(Extracted data entries)
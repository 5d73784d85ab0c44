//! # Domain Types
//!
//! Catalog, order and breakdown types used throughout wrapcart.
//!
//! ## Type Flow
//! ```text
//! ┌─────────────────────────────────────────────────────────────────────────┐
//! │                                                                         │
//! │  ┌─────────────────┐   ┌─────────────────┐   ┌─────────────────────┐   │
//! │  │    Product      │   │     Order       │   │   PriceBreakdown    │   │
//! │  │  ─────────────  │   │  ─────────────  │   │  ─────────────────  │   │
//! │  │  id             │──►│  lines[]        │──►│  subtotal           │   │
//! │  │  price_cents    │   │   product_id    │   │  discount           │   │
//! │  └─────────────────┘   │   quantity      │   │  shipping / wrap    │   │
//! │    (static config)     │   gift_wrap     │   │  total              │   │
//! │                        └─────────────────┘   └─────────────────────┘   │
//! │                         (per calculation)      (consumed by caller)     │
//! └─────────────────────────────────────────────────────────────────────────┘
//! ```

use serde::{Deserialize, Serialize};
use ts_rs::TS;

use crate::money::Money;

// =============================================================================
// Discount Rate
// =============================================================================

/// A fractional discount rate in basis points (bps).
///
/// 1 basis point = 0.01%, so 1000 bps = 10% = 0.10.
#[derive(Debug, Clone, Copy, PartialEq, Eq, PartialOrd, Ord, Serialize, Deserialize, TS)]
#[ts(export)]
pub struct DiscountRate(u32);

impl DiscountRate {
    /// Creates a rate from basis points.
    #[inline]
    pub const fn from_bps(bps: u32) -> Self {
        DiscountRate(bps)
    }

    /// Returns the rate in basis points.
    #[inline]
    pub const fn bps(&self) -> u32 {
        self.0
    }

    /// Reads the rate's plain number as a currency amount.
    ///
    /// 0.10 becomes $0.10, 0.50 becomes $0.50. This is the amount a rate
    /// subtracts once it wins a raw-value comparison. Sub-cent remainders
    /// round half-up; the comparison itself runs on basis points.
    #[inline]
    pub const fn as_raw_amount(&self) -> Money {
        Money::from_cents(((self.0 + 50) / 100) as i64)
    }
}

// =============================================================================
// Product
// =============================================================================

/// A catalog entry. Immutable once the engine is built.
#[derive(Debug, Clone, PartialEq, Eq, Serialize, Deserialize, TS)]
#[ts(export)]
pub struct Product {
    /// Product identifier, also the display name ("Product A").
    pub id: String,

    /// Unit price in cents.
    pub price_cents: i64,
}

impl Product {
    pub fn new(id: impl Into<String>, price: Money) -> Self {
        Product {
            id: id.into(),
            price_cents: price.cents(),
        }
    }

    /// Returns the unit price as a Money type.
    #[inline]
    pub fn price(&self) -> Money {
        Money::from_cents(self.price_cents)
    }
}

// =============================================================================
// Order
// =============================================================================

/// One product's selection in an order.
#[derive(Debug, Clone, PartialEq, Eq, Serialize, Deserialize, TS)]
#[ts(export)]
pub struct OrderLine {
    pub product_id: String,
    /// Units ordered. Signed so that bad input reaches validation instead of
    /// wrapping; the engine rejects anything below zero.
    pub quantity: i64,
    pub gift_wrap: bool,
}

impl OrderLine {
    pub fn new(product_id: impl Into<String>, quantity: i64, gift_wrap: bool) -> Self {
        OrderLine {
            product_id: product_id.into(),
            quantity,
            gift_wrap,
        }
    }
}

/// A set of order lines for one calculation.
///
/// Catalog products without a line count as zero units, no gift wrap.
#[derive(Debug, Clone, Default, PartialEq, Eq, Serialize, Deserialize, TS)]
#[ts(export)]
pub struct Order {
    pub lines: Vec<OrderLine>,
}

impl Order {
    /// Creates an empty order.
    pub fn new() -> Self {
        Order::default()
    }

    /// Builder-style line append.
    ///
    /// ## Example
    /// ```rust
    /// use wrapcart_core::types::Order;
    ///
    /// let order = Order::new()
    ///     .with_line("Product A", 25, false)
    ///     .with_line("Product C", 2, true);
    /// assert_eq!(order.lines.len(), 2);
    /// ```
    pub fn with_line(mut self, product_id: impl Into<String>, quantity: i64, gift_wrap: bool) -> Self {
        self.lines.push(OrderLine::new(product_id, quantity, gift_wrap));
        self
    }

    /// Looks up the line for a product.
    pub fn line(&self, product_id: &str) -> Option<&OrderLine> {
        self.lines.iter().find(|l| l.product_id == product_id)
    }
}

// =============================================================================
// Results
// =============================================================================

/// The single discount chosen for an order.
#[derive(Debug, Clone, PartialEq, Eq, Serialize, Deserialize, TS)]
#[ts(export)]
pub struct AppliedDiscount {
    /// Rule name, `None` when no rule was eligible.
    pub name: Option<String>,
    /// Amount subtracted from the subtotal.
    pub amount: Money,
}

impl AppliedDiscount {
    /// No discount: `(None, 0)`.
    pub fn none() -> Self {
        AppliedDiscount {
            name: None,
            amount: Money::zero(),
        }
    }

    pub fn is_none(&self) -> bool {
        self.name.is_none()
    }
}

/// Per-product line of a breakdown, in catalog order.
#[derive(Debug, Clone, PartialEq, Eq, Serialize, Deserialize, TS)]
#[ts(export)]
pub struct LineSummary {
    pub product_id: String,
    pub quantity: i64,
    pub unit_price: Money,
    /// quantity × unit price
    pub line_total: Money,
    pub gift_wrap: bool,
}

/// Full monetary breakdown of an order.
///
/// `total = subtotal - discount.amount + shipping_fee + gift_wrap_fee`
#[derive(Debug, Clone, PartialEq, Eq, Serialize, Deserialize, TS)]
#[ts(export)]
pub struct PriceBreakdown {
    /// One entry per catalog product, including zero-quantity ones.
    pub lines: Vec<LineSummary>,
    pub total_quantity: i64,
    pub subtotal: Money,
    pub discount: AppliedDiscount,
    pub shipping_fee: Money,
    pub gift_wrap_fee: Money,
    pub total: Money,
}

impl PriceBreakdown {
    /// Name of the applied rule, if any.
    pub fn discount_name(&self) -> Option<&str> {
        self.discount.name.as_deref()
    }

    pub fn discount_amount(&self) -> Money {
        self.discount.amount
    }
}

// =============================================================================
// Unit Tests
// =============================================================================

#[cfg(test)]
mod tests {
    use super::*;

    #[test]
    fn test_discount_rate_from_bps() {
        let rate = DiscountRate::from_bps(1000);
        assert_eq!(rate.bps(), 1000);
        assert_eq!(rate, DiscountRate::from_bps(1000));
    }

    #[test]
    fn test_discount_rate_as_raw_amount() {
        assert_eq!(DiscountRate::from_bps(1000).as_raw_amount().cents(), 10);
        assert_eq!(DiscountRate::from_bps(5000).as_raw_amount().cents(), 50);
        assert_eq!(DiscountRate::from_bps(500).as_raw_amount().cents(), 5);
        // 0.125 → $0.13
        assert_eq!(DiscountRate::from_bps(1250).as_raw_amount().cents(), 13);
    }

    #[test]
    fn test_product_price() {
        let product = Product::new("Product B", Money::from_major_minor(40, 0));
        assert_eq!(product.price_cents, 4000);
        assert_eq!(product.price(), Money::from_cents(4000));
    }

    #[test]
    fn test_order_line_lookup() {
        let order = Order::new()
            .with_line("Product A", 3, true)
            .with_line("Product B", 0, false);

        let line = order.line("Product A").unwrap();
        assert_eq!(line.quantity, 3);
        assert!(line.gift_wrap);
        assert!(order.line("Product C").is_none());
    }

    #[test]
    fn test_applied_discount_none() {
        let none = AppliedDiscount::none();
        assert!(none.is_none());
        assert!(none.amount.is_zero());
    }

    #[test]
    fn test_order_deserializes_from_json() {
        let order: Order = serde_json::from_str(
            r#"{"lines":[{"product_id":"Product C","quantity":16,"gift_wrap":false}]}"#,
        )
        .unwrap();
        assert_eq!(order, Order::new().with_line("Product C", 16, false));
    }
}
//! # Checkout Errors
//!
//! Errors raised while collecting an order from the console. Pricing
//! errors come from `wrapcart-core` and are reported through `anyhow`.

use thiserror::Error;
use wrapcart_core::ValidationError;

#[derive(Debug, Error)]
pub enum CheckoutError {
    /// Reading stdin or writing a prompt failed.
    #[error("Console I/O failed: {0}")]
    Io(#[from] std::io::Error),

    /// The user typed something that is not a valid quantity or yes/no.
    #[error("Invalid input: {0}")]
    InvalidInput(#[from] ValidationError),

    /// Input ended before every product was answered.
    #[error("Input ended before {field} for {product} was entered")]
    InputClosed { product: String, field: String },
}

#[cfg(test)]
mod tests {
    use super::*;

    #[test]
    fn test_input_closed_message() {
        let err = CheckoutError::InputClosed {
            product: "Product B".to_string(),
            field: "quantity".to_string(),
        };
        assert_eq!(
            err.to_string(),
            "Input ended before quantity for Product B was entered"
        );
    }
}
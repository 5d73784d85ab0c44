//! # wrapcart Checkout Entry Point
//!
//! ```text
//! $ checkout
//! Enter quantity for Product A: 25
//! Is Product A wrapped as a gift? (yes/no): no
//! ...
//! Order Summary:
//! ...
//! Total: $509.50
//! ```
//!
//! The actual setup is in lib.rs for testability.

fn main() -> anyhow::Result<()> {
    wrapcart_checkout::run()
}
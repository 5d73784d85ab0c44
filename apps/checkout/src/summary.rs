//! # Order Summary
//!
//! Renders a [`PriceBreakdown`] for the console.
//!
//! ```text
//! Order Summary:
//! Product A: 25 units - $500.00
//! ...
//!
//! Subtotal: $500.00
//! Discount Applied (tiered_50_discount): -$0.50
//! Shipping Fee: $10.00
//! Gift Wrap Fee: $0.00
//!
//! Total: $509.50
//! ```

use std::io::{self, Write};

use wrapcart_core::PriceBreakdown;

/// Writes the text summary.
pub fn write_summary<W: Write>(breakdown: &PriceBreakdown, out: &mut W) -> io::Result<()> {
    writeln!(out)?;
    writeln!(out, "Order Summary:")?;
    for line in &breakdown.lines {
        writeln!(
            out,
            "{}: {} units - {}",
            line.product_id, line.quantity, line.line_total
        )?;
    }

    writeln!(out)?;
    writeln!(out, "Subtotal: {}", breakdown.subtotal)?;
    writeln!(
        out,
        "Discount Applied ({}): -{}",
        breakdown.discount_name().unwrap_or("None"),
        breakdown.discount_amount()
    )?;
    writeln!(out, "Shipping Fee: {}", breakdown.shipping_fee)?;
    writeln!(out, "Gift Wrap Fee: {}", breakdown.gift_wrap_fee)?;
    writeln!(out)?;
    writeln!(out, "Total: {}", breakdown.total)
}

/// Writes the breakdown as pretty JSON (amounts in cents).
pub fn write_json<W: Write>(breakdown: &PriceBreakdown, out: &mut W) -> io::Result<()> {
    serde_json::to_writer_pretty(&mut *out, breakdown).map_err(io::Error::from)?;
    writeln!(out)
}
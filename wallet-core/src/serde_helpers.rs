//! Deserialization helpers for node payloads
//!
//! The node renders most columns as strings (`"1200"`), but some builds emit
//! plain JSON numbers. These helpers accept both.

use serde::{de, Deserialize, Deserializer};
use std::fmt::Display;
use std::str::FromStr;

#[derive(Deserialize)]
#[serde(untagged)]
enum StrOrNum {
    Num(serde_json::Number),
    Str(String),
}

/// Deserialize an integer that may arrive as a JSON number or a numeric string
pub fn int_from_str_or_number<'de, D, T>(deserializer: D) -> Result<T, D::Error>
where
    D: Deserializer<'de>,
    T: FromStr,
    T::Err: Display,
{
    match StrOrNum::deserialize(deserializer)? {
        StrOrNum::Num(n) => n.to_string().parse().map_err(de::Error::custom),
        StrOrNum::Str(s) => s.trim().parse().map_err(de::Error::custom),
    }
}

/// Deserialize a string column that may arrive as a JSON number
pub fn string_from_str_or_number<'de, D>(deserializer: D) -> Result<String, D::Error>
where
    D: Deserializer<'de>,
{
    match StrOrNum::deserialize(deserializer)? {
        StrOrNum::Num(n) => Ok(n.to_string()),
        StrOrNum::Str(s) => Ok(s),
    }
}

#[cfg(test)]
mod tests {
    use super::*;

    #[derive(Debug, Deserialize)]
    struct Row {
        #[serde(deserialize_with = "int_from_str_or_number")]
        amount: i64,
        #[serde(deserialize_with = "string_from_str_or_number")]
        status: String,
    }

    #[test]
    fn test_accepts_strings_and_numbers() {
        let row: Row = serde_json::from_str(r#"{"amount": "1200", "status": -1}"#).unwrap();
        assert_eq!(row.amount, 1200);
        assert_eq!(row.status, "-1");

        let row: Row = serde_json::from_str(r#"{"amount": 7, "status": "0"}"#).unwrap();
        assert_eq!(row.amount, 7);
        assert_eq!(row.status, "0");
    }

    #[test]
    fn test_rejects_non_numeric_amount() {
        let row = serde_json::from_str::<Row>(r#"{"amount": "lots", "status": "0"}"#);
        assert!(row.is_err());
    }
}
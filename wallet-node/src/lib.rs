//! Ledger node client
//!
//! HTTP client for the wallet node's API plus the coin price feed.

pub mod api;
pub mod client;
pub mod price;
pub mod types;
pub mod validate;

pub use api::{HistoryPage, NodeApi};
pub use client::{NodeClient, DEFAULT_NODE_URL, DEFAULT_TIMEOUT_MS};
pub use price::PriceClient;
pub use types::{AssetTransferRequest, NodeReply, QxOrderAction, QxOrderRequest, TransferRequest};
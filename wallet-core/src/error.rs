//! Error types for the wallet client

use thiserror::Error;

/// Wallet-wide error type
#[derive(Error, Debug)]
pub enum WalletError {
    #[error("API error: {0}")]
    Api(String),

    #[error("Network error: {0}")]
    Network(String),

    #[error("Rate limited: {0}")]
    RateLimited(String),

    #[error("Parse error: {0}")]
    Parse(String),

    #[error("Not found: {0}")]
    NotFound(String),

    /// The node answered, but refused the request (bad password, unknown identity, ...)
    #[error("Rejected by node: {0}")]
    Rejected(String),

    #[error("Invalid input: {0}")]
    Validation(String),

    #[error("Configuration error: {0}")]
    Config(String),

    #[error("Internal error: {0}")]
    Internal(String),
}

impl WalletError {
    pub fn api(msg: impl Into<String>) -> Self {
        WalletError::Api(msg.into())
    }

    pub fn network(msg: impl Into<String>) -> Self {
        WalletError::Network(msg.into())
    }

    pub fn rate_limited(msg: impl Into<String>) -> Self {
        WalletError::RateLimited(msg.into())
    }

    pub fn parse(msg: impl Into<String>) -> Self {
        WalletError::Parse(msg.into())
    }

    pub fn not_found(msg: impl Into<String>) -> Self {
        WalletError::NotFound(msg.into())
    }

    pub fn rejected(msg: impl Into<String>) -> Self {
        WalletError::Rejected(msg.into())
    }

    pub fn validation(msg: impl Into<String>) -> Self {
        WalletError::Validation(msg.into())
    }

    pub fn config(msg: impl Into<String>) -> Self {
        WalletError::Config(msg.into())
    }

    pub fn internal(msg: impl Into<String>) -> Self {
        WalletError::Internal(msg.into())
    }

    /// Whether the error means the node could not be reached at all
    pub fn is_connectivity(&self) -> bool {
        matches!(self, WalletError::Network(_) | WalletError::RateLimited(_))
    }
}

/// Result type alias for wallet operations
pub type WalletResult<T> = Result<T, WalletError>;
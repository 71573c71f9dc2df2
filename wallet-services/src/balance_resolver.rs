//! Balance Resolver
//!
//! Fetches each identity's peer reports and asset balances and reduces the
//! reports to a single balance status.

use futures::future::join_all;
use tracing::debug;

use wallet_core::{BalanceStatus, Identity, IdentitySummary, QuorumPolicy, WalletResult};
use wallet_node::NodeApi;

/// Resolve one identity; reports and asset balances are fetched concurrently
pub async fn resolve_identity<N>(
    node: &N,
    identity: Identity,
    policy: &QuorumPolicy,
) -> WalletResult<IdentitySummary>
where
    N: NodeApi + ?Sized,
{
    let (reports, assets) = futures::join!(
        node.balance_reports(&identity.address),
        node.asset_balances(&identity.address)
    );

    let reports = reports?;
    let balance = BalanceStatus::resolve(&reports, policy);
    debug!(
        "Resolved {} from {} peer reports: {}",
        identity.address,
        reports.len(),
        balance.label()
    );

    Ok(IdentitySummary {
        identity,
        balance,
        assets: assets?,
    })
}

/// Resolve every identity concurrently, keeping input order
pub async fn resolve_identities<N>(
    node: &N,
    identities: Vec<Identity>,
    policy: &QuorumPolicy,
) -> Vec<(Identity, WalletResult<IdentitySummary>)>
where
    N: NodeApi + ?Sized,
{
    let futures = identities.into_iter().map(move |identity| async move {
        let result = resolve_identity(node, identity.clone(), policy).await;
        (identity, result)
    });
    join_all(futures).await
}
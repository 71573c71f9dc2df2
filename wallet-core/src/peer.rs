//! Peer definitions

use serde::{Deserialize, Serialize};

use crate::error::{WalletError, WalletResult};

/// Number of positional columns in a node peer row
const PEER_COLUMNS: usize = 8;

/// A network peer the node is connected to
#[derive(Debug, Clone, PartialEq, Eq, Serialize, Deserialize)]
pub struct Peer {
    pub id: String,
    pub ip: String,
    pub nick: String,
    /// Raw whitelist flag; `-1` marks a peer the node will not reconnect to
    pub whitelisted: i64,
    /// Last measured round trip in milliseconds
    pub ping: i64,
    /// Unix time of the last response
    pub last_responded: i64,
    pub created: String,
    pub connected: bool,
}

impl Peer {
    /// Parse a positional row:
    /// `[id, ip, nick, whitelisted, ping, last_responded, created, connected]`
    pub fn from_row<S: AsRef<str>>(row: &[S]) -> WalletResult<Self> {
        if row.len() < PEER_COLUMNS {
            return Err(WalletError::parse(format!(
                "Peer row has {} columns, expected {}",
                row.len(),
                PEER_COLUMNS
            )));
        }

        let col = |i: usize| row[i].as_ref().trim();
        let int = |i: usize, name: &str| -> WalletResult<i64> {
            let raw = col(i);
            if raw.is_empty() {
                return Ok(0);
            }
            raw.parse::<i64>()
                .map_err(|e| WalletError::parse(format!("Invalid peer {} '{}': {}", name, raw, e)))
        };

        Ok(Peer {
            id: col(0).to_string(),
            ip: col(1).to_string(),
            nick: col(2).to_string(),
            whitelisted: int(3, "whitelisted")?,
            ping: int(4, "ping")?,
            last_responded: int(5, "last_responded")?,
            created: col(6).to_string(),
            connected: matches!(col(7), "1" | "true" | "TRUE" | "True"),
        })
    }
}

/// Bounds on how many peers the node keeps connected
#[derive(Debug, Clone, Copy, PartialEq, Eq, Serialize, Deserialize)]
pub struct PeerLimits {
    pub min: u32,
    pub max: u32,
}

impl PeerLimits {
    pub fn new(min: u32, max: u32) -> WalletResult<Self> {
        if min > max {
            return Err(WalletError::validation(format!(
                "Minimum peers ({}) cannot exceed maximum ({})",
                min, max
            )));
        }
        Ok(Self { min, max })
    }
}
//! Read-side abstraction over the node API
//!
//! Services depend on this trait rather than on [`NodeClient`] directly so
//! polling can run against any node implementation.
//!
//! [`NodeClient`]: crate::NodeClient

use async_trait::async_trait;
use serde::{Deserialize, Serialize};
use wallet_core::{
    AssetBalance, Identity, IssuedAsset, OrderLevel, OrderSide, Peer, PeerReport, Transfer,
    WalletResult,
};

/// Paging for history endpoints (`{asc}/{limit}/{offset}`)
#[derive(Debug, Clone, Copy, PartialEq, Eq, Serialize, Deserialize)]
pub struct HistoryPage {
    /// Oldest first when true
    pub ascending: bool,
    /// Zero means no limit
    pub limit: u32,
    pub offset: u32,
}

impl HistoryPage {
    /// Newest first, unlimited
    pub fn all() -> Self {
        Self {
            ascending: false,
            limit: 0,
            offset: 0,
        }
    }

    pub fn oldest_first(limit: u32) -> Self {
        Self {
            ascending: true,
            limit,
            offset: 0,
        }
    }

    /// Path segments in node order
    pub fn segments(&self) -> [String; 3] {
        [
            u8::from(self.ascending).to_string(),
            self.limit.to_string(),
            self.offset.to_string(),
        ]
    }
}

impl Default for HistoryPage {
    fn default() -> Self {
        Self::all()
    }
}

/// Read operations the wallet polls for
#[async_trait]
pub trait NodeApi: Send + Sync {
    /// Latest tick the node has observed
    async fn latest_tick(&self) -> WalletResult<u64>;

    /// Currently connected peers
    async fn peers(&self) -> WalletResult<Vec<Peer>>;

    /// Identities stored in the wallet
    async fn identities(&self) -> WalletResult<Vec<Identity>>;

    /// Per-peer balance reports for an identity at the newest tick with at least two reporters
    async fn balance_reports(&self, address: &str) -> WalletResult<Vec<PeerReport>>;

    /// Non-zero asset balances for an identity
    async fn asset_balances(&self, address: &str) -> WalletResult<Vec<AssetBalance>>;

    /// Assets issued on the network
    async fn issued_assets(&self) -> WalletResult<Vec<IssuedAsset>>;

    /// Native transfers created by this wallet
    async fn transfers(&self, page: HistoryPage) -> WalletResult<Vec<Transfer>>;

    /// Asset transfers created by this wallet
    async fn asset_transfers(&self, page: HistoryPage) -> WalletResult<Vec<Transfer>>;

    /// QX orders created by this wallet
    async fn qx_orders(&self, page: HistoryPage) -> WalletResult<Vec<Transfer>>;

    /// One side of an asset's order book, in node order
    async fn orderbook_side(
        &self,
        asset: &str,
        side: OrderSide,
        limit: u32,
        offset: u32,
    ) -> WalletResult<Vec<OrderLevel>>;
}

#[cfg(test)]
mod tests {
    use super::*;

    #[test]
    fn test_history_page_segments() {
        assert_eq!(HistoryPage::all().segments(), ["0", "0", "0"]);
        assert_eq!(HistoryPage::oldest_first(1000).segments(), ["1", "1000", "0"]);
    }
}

• Activity: Every line of the data above that includes "answered" should be listed.

• Answer below:
    /// Input ended before every product was answered.
    /// The node answered, but refused the request (bad password, unknown identity, ...)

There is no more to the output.